FORT ST. JOHN, B.C – Chief Financial Officer David Joy says Fort St. John has “room to maneuver” with increasing taxes for years to come while remaining one of the lowest compared to other B.C communities.

The CFO presented a report to council Monday forecasting an increase in taxes  “year after year for the years ahead” to combat upcoming challenges. Joy says municipal tax revenue hasn’t increased since 2016 while expenses have over three per cent per year.

If property assessments remain the same next year, an “automatic” 1.9 per cent increase will be required to replenish contingencies and reserves used during the COVID-19 pandemic.

“As noted with the presentation of the 2021 operating budget and with the report to Council on the 2020 year-end operating results analysis, the city faces further budget challenges for 2022,” says the report.

The city will also continue transitioning fire service revenue into its capital reserves, such as the Site C agreement.

Next year’s increase does not include inflationary increases in HR costs and other expenses.

“As always, administration will look to generate additional non-tax revenue and reduce expenses wherever possible,’ says Joy in the report.

For two years in a row, the administration has focused on reducing the annual operating surpluses from 7.54 per cent to less than 1 per cent, says the report.

“Technically, Council can rest assured that revenues have not been understated nor have expenses been overstated in the development of its operating budgets,” says the report.

A chart in Joy’s report shows taxes collected from an average home in Fort St. John is lower than other communities in northern B.C.

After receiving public criticism for the tax hike, Joy says it’s important for the city to put everything into perspective.

“The numbers come straight from the province,” notes Joy during council.

Fort St. John ranks ninth lowest out of ten communities in the north, 19th out of 21 municipalities with a similar house value, and 20th out of 21 communities across B.C with a similar population.

The city is the third-highest compared to 7 municipalities in the Peace River Regional District

“We should recognize that we are very much a regional hub for the surrounding area,’ states Joy’s report.

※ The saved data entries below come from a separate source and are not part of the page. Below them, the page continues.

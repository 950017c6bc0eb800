//! Signature verification for the HMAC and RSA algorithm families.
//!
//! Key material is configured once and never chosen per token: a token whose
//! algorithm family does not match the configured key kind is rejected
//! before any cryptographic work (algorithm-confusion defence).
//!
//! Verification is stateless. It never consults the validation cache.

use crate::error::ConfigError;
use crate::token::Algorithm;
use base64::{engine::general_purpose::STANDARD, Engine};
use ring::{hmac, signature};
use rsa::pkcs1::{DecodeRsaPublicKey, EncodeRsaPublicKey};
use rsa::pkcs8::DecodePublicKey;
use rsa::traits::PublicKeyParts;
use rsa::RsaPublicKey;
use secrecy::{ExposeSecret, SecretBox};
use std::fmt;
use thiserror::Error;

/// Digest size of an algorithm.
#[derive(Debug, Clone, Copy, PartialEq, Eq)]
pub enum HashSize {
    Sha256,
    Sha384,
    Sha512,
}

/// Algorithm family, dispatched through a single verification function.
#[derive(Debug, Clone, Copy, PartialEq, Eq)]
pub enum AlgorithmFamily {
    Hmac(HashSize),
    Rsa(HashSize),
}

impl Algorithm {
    /// The family and digest size of this algorithm.
    #[must_use]
    pub fn family(self) -> AlgorithmFamily {
        match self {
            Algorithm::HS256 => AlgorithmFamily::Hmac(HashSize::Sha256),
            Algorithm::HS384 => AlgorithmFamily::Hmac(HashSize::Sha384),
            Algorithm::HS512 => AlgorithmFamily::Hmac(HashSize::Sha512),
            Algorithm::RS256 => AlgorithmFamily::Rsa(HashSize::Sha256),
            Algorithm::RS384 => AlgorithmFamily::Rsa(HashSize::Sha384),
            Algorithm::RS512 => AlgorithmFamily::Rsa(HashSize::Sha512),
        }
    }
}

/// Configured verification key. Exactly one kind per deployment.
pub enum KeyMaterial {
    /// Symmetric secret for HS256/HS384/HS512.
    Secret(SecretBox<Vec<u8>>),
    /// RSA public key for RS256/RS384/RS512, held as PKCS#1 DER.
    RsaPublicKey { pkcs1_der: Vec<u8>, modulus_bits: usize },
}

impl fmt::Debug for KeyMaterial {
    fn fmt(&self, f: &mut fmt::Formatter<'_>) -> fmt::Result {
        match self {
            KeyMaterial::Secret(_) => f.debug_tuple("Secret").field(&"[REDACTED]").finish(),
            KeyMaterial::RsaPublicKey { modulus_bits, .. } => f
                .debug_struct("RsaPublicKey")
                .field("modulus_bits", modulus_bits)
                .finish_non_exhaustive(),
        }
    }
}

impl KeyMaterial {
    /// Build a symmetric key from raw bytes.
    ///
    /// # Errors
    ///
    /// Returns `ConfigError::InvalidSecretKey` for an empty secret.
    pub fn from_secret_bytes(secret: Vec<u8>) -> Result<Self, ConfigError> {
        if secret.is_empty() {
            return Err(ConfigError::InvalidSecretKey("secret key is empty".to_string()));
        }
        Ok(KeyMaterial::Secret(SecretBox::new(Box::new(secret))))
    }

    /// Build a symmetric key from its standard base64 encoding.
    ///
    /// # Errors
    ///
    /// Returns `ConfigError::InvalidSecretKey` if decoding fails or the key
    /// is empty. The decoder error is included; the key itself never is.
    pub fn from_secret_base64(encoded: &str) -> Result<Self, ConfigError> {
        let bytes = STANDARD
            .decode(encoded.trim())
            .map_err(|e| ConfigError::InvalidSecretKey(format!("not valid base64: {e}")))?;
        Self::from_secret_bytes(bytes)
    }

    /// Build an RSA public key from base64 DER.
    ///
    /// Accepts an X.509 SubjectPublicKeyInfo or a bare PKCS#1 RSAPublicKey.
    /// PEM header/footer lines and line breaks are stripped first, so a PEM
    /// file body can be pasted as-is.
    ///
    /// # Errors
    ///
    /// Returns `ConfigError::InvalidPublicKey` if the text is not base64 or
    /// the DER is not an RSA public key.
    pub fn from_rsa_public_key_base64(encoded: &str) -> Result<Self, ConfigError> {
        let b64: String = encoded
            .lines()
            .filter(|line| !line.starts_with("-----"))
            .flat_map(|line| line.chars().filter(|c| !c.is_whitespace()))
            .collect();

        let der = STANDARD
            .decode(b64)
            .map_err(|e| ConfigError::InvalidPublicKey(format!("not valid base64: {e}")))?;

        let public_key = RsaPublicKey::from_public_key_der(&der)
            .or_else(|_| RsaPublicKey::from_pkcs1_der(&der))
            .map_err(|e| ConfigError::InvalidPublicKey(format!("not an RSA public key: {e}")))?;

        let pkcs1_der = public_key
            .to_pkcs1_der()
            .map_err(|e| ConfigError::InvalidPublicKey(format!("cannot re-encode RSA key: {e}")))?
            .as_bytes()
            .to_vec();

        let modulus_bits = public_key.size() * 8;
        if modulus_bits < 2048 {
            // Still loads; ring refuses such keys per request
            tracing::warn!(
                target: "bearer.auth.config",
                modulus_bits,
                "RSA public key is shorter than 2048 bits; every RSA token will be rejected"
            );
        }

        Ok(KeyMaterial::RsaPublicKey {
            pkcs1_der,
            modulus_bits,
        })
    }

    /// Short name of the key kind, for logs.
    #[must_use]
    pub fn kind(&self) -> &'static str {
        match self {
            KeyMaterial::Secret(_) => "secret",
            KeyMaterial::RsaPublicKey { .. } => "rsa_public_key",
        }
    }
}

/// Why verification failed. Every variant surfaces as `InvalidSignature`.
#[derive(Debug, Clone, PartialEq, Eq, Error)]
pub enum SignatureError {
    #[error("token algorithm {algorithm} does not match the configured {key_kind} key")]
    KeyKindMismatch {
        algorithm: Algorithm,
        key_kind: &'static str,
    },

    #[error("signature does not match")]
    Mismatch,
}

/// Verify `signature` over `signing_input` with the configured key.
///
/// HMAC comparison is constant-time (`ring::hmac::verify`). RSA uses
/// PKCS#1 v1.5 with 2048 to 8192 bit moduli; smaller keys fail here.
///
/// # Errors
///
/// - `KeyKindMismatch` if the algorithm family differs from the key kind
/// - `Mismatch` for any cryptographic failure
pub fn verify_signature(
    signing_input: &[u8],
    signature_bytes: &[u8],
    algorithm: Algorithm,
    key: &KeyMaterial,
) -> Result<(), SignatureError> {
    match (algorithm.family(), key) {
        (AlgorithmFamily::Hmac(hash), KeyMaterial::Secret(secret)) => {
            let hmac_algorithm = match hash {
                HashSize::Sha256 => hmac::HMAC_SHA256,
                HashSize::Sha384 => hmac::HMAC_SHA384,
                HashSize::Sha512 => hmac::HMAC_SHA512,
            };
            let hmac_key = hmac::Key::new(hmac_algorithm, secret.expose_secret());
            hmac::verify(&hmac_key, signing_input, signature_bytes).map_err(|_| SignatureError::Mismatch)
        }
        (AlgorithmFamily::Rsa(hash), KeyMaterial::RsaPublicKey { pkcs1_der, .. }) => {
            let parameters: &'static signature::RsaParameters = match hash {
                HashSize::Sha256 => &signature::RSA_PKCS1_2048_8192_SHA256,
                HashSize::Sha384 => &signature::RSA_PKCS1_2048_8192_SHA384,
                HashSize::Sha512 => &signature::RSA_PKCS1_2048_8192_SHA512,
            };
            signature::UnparsedPublicKey::new(parameters, pkcs1_der.as_slice())
                .verify(signing_input, signature_bytes)
                .map_err(|_| SignatureError::Mismatch)
        }
        (_, key) => Err(SignatureError::KeyKindMismatch {
            algorithm,
            key_kind: key.kind(),
        }),
    }
}

/// Seam between the decision engine and the cryptography.
///
/// The production implementation is [`KeyVerifier`]; tests wrap it to
/// observe how often verification actually runs.
pub trait SignatureVerifier: Send + Sync {
    /// Verify a decoded token's signature.
    ///
    /// # Errors
    ///
    /// Returns a `SignatureError` for any failure.
    fn verify(
        &self,
        signing_input: &[u8],
        signature_bytes: &[u8],
        algorithm: Algorithm,
    ) -> Result<(), SignatureError>;
}

/// Verifies against one statically configured key.
#[derive(Debug)]
pub struct KeyVerifier {
    key: KeyMaterial,
}

impl KeyVerifier {
    #[must_use]
    pub fn new(key: KeyMaterial) -> Self {
        Self { key }
    }

    #[must_use]
    pub fn key(&self) -> &KeyMaterial {
        &self.key
    }
}

impl SignatureVerifier for KeyVerifier {
    fn verify(
        &self,
        signing_input: &[u8],
        signature_bytes: &[u8],
        algorithm: Algorithm,
    ) -> Result<(), SignatureError> {
        verify_signature(signing_input, signature_bytes, algorithm, &self.key)
    }
}
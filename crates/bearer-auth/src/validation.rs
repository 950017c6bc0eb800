//! Claims validation.
//!
//! Checks run in a fixed order and the first failure wins:
//!
//! 1. `exp` present and `now <= exp + skew`
//! 2. `nbf` (if present) satisfies `now >= nbf - skew`
//! 3. `iss` equals the configured issuer (if one is configured)
//! 4. `aud` contains the configured audience (if one is configured)
//! 5. `sub` present and non-empty

use crate::claims::Claims;
use crate::error::FailureKind;

/// Default clock skew tolerance in seconds.
pub const DEFAULT_CLOCK_SKEW_SECONDS: i64 = 60;

/// Maximum accepted clock skew tolerance in seconds (10 minutes).
///
/// Guards against misconfiguration that would make expiry meaningless.
pub const MAX_CLOCK_SKEW_SECONDS: i64 = 600;

/// Identity-related expectations for a token.
#[derive(Debug, Clone, PartialEq, Eq)]
pub struct ClaimsPolicy {
    /// Required `iss`; `None` disables the check.
    pub issuer: Option<String>,
    /// Required `aud` member; `None` disables the check.
    pub audience: Option<String>,
    /// Tolerance applied to `exp` and `nbf`.
    pub clock_skew_seconds: i64,
}

impl Default for ClaimsPolicy {
    fn default() -> Self {
        Self {
            issuer: None,
            audience: None,
            clock_skew_seconds: DEFAULT_CLOCK_SKEW_SECONDS,
        }
    }
}

/// Validate claims against `policy` at time `now` (Unix epoch seconds).
///
/// On success returns the subject and the token expiry.
///
/// # Errors
///
/// Returns the `FailureKind` of the first failing check.
pub fn validate_claims_at<'c>(
    claims: &'c Claims,
    policy: &ClaimsPolicy,
    now: i64,
) -> Result<(&'c str, i64), FailureKind> {
    let skew = policy.clock_skew_seconds;

    let Some(expires_at) = claims.expires_at else {
        tracing::debug!(target: "bearer.auth.claims", "Token rejected: no exp claim");
        return Err(FailureKind::TokenExpired);
    };
    if now > expires_at.saturating_add(skew) {
        tracing::debug!(
            target: "bearer.auth.claims",
            exp = expires_at,
            now,
            clock_skew_seconds = skew,
            "Token rejected: expired"
        );
        return Err(FailureKind::TokenExpired);
    }

    if let Some(not_before) = claims.not_before {
        if now < not_before.saturating_sub(skew) {
            tracing::debug!(
                target: "bearer.auth.claims",
                nbf = not_before,
                now,
                clock_skew_seconds = skew,
                "Token rejected: not yet valid"
            );
            return Err(FailureKind::TokenNotYetValid);
        }
    }

    if let Some(expected) = policy.issuer.as_deref().filter(|iss| !iss.is_empty()) {
        if claims.issuer.as_deref() != Some(expected) {
            tracing::debug!(
                target: "bearer.auth.claims",
                iss = ?claims.issuer,
                "Token rejected: issuer mismatch"
            );
            return Err(FailureKind::IssuerMismatch);
        }
    }

    if let Some(expected) = policy.audience.as_deref().filter(|aud| !aud.is_empty()) {
        let matches = claims
            .audience
            .as_ref()
            .is_some_and(|audience| audience.contains(expected));
        if !matches {
            tracing::debug!(
                target: "bearer.auth.claims",
                aud = ?claims.audience,
                "Token rejected: audience mismatch"
            );
            return Err(FailureKind::AudienceMismatch);
        }
    }

    match claims.subject.as_deref() {
        Some(subject) if !subject.is_empty() => Ok((subject, expires_at)),
        _ => {
            tracing::debug!(target: "bearer.auth.claims", "Token rejected: missing subject");
            Err(FailureKind::MissingSubject)
        }
    }
}
#![no_main]

use bearer_auth::token::{decode_token, extract_bearer_token};
use libfuzzer_sys::fuzz_target;

// Header extraction and structural decoding must never panic, whatever the
// header bytes look like.
fuzz_target!(|data: &[u8]| {
    let Ok(header) = std::str::from_utf8(data) else {
        return;
    };

    if let Ok(raw) = extract_bearer_token(Some(header)) {
        let _ = decode_token(raw);
    }
    let _ = decode_token(header);
});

The city also has the lowest taxes compared to eight other resource communities in the province.

“However, the analysis of Fort St. John’s municipal tax revenue, when ‘sliced and diced’ different ways, is a testament of the City’s competitiveness when compared to other municipalities in BC,” says the report.

Council commends Joy’s report for delivering a better understanding of the tax increase and showing where the city stands compared to other municipalities in the province.

Homeowners will see a 2.5 per cent rise in taxes this year, around $38 for the average house, to assist in balancing the city’s $3.6 million deficit.

Recreational and non-profit taxes will increase by $124, commercial taxes will see a $293 jump, light industry will go up by $683, and major industry pays slightly over $9,150 more.

“There is never a good time to increase tax revenue, and there was some public criticism when we increased tax revenue for the first time in 5 years.”

The final reading of the 2021 tax rates bylaw was approved after Joy’s report was presented to council on May 10th.